§ **Task details**:
Where the listing below has a line with "use crate::contracts::TrendRecord;", write out exactly that line and every line after it, stopping after the line with "async fn test_expired_entry_is_a_miss_and_evicted()".

§ **Data extract**:
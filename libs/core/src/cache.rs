//! # キャッシュ層
//!
//! (operation, パラメータ) → canonical 結果集合の有界メモ。
//! LRU 追い出し + 遅延 TTL 失効 + 同一キー同時ミスの合流 (stampede 防止)。
//! ヒットは Dispatcher にも Resilience Wrapper にも一切触れない。
//!
//! 合流の仕組み: 最初の呼び出し側が leader となり、fetch を独立タスクとして
//! 起動して結果を broadcast する。待機者 (leader 含む) は全員 receiver を
//! 待つだけなので、個々の呼び出し側が途中で離脱しても共有 fetch は落ちない。

use crate::contracts::CachedPayload;
use crate::error::TrendkitError;
use std::collections::HashMap;
use std::future::Future;
use std::sync::{Arc, Mutex};
use std::time::Duration;
use tokio::sync::broadcast;
use tokio::time::Instant;

/// キャッシュ統計
#[derive(Debug, Clone, serde::Serialize)]
pub struct CacheStats {
    pub hits: u64,
    pub misses: u64,
    pub size: usize,
    pub max_size: usize,
}

impl CacheStats {
    pub fn hit_rate(&self) -> f64 {
        let total = self.hits + self.misses;
        if total == 0 {
            0.0
        } else {
            self.hits as f64 / total as f64
        }
    }
}

struct Entry {
    value: CachedPayload,
    expires_at: Instant,
    /// LRU 順序用の論理時刻 (大きいほど最近)
    touched: u64,
}

struct CacheInner {
    entries: HashMap<u64, Entry>,
    clock: u64,
    hits: u64,
    misses: u64,
}

type FetchResult = Result<CachedPayload, TrendkitError>;

/// 有界 TTL キャッシュ本体。
/// `inner` と `inflight` は別ロック — fetch 進行中でも他キーの読み書きは進む。
/// どちらのロックも `.await` をまたいで保持しない。
pub struct TrendCache {
    inner: Mutex<CacheInner>,
    inflight: Mutex<HashMap<u64, broadcast::Sender<FetchResult>>>,
    max_size: usize,
    default_ttl: Duration,
}

impl TrendCache {
    pub fn new(max_size: usize, default_ttl: Duration) -> Self {
        Self {
            inner: Mutex::new(CacheInner {
                entries: HashMap::new(),
                clock: 0,
                hits: 0,
                misses: 0,
            }),
            inflight: Mutex::new(HashMap::new()),
            max_size: max_size.max(1),
            default_ttl,
        }
    }

    /// 取得。失効済みエントリはこのタイミングで捨てられ miss になる。
    pub fn get(&self, key: u64) -> Option<CachedPayload> {
        let mut inner = self.inner.lock().unwrap_or_else(|e| e.into_inner());
        let now = Instant::now();

        let expired = match inner.entries.get(&key) {
            None => {
                inner.misses += 1;
                return None;
            }
            Some(entry) => now >= entry.expires_at,
        };

        if expired {
            inner.entries.remove(&key);
            inner.misses += 1;
            return None;
        }

        inner.clock += 1;
        let clock = inner.clock;
        inner.hits += 1;
        let entry = inner.entries.get_mut(&key)?;
        entry.touched = clock;
        Some(entry.value.clone())
    }

    /// 保存。容量到達時は最も古く触られたエントリから追い出す。
    pub fn put(&self, key: u64, value: CachedPayload, ttl: Option<Duration>) {
        let ttl = ttl.unwrap_or(self.default_ttl);
        let mut inner = self.inner.lock().unwrap_or_else(|e| e.into_inner());

        while inner.entries.len() >= self.max_size && !inner.entries.contains_key(&key) {
            let oldest = inner
                .entries
                .iter()
                .min_by_key(|(_, entry)| entry.touched)
                .map(|(k, _)| *k);
            match oldest {
                Some(k) => inner.entries.remove(&k),
                None => break,
            };
        }

        inner.clock += 1;
        let touched = inner.clock;
        inner.entries.insert(
            key,
            Entry { value, expires_at: Instant::now() + ttl, touched },
        );
    }

    /// key 指定でそのエントリを、None で全エントリを破棄する。戻り値は破棄件数。
    pub fn invalidate(&self, key: Option<u64>) -> usize {
        let mut inner = self.inner.lock().unwrap_or_else(|e| e.into_inner());
        match key {
            Some(k) => usize::from(inner.entries.remove(&k).is_some()),
            None => {
                let count = inner.entries.len();
                inner.entries.clear();
                count
            }
        }
    }

    pub fn stats(&self) -> CacheStats {
        let inner = self.inner.lock().unwrap_or_else(|e| e.into_inner());
        CacheStats {
            hits: inner.hits,
            misses: inner.misses,
            size: inner.entries.len(),
            max_size: self.max_size,
        }
    }

    /// ミス時の合流取得。同一キーの同時ミスは 1 本の fetch に束ねられ、
    /// 全待機者が同じ結果 (または同じエラー) を受け取る。
    pub async fn get_or_fetch<F, Fut>(
        self: &Arc<Self>,
        key: u64,
        ttl: Option<Duration>,
        fetch: F,
    ) -> FetchResult
    where
        F: FnOnce() -> Fut,
        Fut: Future<Output = FetchResult> + Send + 'static,
    {
        if let Some(hit) = self.get(key) {
            return Ok(hit);
        }

        let mut rx = {
            let mut inflight = self.inflight.lock().unwrap_or_else(|e| e.into_inner());
            match inflight.get(&key) {
                Some(tx) => tx.subscribe(),
                None => {
                    let (tx, rx) = broadcast::channel(1);
                    inflight.insert(key, tx.clone());
                    let cache = Arc::clone(self);
                    let fut = fetch();
                    tokio::spawn(async move {
                        let result = fut.await;
                        if let Ok(value) = &result {
                            cache.put(key, value.clone(), ttl);
                        }
                        // 保存 → in-flight 解除 → 配信 の順。後続は必ず
                        // キャッシュヒットか既存 receiver のどちらかに当たる。
                        cache
                            .inflight
                            .lock()
                            .unwrap_or_else(|e| e.into_inner())
                            .remove(&key);
                        let _ = tx.send(result);
                    });
                    rx
                }
            }
        };

        match rx.recv().await {
            Ok(result) => result,
            Err(_) => Err(TrendkitError::Service {
                detail: "合流先の fetch が結果を配信せず終了".into(),
            }),
        }
    }
}

#[cfg(test)]
mod tests {
    use super::*;
    use crate::contracts::TrendRecord;
    use std::sync::atomic::{AtomicU32, Ordering};

    fn payload(keyword: &str) -> CachedPayload {
        CachedPayload::records(vec![TrendRecord::new(keyword, "1000+")])
    }

    fn keyword_of(payload: &CachedPayload) -> String {
        match payload {
            CachedPayload::Records(records) => records[0].keyword.clone(),
            _ => panic!("records payload expected"),
        }
    }

    #[tokio::test]
    async fn test_put_get_roundtrip() {
        let cache = TrendCache::new(10, Duration::from_secs(300));
        assert!(cache.get(1).is_none());
        cache.put(1, payload("환율"), None);
        assert_eq!(keyword_of(&cache.get(1).unwrap()), "환율");

        let stats = cache.stats();
        assert_eq!(stats.hits, 1);
        assert_eq!(stats.misses, 1);
        assert_eq!(stats.size, 1);
    }

    #[tokio::test(start_paused = true)]
    async fn test_expired_entry_is_a_miss_and_evicted() {
        let cache = TrendCache::new(10, Duration::from_secs(60));
        cache.put(1, payload("환율"), None);
        tokio::time::advance(Duration::from_secs(61)).await;
        assert!(cache.get(1).is_none());
        assert_eq!(cache.stats().size, 0);
    }

    #[tokio::test]
    async fn test_lru_eviction_at_capacity() {
        let cache = TrendCache::new(2, Duration::from_secs(300));
        cache.put(1, payload("a"), None);
        cache.put(2, payload("b"), None);
        // key=1 に触れて最近使用にする
        assert!(cache.get(1).is_some());
        cache.put(3, payload("c"), None);

        assert!(cache.get(1).is_some(), "recently used entry must survive");
        assert!(cache.get(2).is_none(), "least recently used entry must be evicted");
        assert!(cache.get(3).is_some());
    }

    #[tokio::test]
    async fn test_invalidate_single_and_all() {
        let cache = TrendCache::new(10, Duration::from_secs(300));
        cache.put(1, payload("a"), None);
        cache.put(2, payload("b"), None);
        assert_eq!(cache.invalidate(Some(1)), 1);
        assert_eq!(cache.invalidate(Some(1)), 0);
        assert_eq!(cache.invalidate(None), 1);
        assert_eq!(cache.stats().size, 0);
    }

    #[tokio::test]
    async fn test_concurrent_identical_misses_coalesce_to_one_fetch() {
        let cache = Arc::new(TrendCache::new(10, Duration::from_secs(300)));
        let fetches = Arc::new(AtomicU32::new(0));

        let spawn_caller = |cache: Arc<TrendCache>, fetches: Arc<AtomicU32>| async move {
            cache
                .get_or_fetch(42, None, move || async move {
                    fetches.fetch_add(1, Ordering::SeqCst);
                    tokio::time::sleep(Duration::from_millis(20)).await;
                    Ok(payload("공유"))
                })
                .await
        };

        let (a, b, c) = tokio::join!(
            spawn_caller(Arc::clone(&cache), Arc::clone(&fetches)),
            spawn_caller(Arc::clone(&cache), Arc::clone(&fetches)),
            spawn_caller(Arc::clone(&cache), Arc::clone(&fetches)),
        );

        assert_eq!(keyword_of(&a.unwrap()), "공유");
        assert_eq!(keyword_of(&b.unwrap()), "공유");
        assert_eq!(keyword_of(&c.unwrap()), "공유");
        assert_eq!(fetches.load(Ordering::SeqCst), 1, "exactly one backend fetch");

        // 完了後は通常のヒット
        assert!(cache.get(42).is_some());
    }

    #[tokio::test]
    async fn test_coalesced_error_reaches_all_waiters() {
        let cache = Arc::new(TrendCache::new(10, Duration::from_secs(300)));
        let fetches = Arc::new(AtomicU32::new(0));

        let spawn_caller = |cache: Arc<TrendCache>, fetches: Arc<AtomicU32>| async move {
            cache
                .get_or_fetch(7, None, move || async move {
                    fetches.fetch_add(1, Ordering::SeqCst);
                    tokio::time::sleep(Duration::from_millis(20)).await;
                    Err(TrendkitError::RateLimit { retry_after_secs: 60 })
                })
                .await
        };

        let (a, b) = tokio::join!(
            spawn_caller(Arc::clone(&cache), Arc::clone(&fetches)),
            spawn_caller(Arc::clone(&cache), Arc::clone(&fetches)),
        );

        assert_eq!(a.unwrap_err().kind(), "rate_limit");
        assert_eq!(b.unwrap_err().kind(), "rate_limit");
        assert_eq!(fetches.load(Ordering::SeqCst), 1);
        // 失敗は保存されない
        assert!(cache.get(7).is_none());
    }

    #[tokio::test]
    async fn test_waiter_cancellation_does_not_cancel_shared_fetch() {
        let cache = Arc::new(TrendCache::new(10, Duration::from_secs(300)));

        let waiter = {
            let cache = Arc::clone(&cache);
            tokio::spawn(async move {
                cache
                    .get_or_fetch(9, None, || async {
                        tokio::time::sleep(Duration::from_millis(50)).await;
                        Ok(payload("생존"))
                    })
                    .await
            })
        };

        // leader 側の待機を途中で打ち切る
        tokio::time::sleep(Duration::from_millis(10)).await;
        waiter.abort();

        // 共有 fetch 自体は独立タスクとして完走し、結果はキャッシュに残る
        tokio::time::sleep(Duration::from_millis(100)).await;
        assert!(cache.get(9).is_some());
    }
}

§ **Response**:
    use crate::contracts::TrendRecord;
    use std::sync::atomic::{AtomicU32, Ordering};

    fn payload(keyword: &str) -> CachedPayload {
        CachedPayload::records(vec![TrendRecord::new(keyword, "1000+")])
    }

    fn keyword_of(payload: &CachedPayload) -> String {
        match payload {
            CachedPayload::Records(records) => records[0].keyword.clone(),
            _ => panic!("records payload expected"),
        }
    }

    #[tokio::test]
    async fn test_put_get_roundtrip() {
        let cache = TrendCache::new(10, Duration::from_secs(300));
        assert!(cache.get(1).is_none());
        cache.put(1, payload("환율"), None);
        assert_eq!(keyword_of(&cache.get(1).unwrap()), "환율");

        let stats = cache.stats();
        assert_eq!(stats.hits, 1);
        assert_eq!(stats.misses, 1);
        assert_eq!(stats.size, 1);
    }

    #[tokio::test(start_paused = true)]
    async fn test_expired_entry_is_a_miss_and_evicted() {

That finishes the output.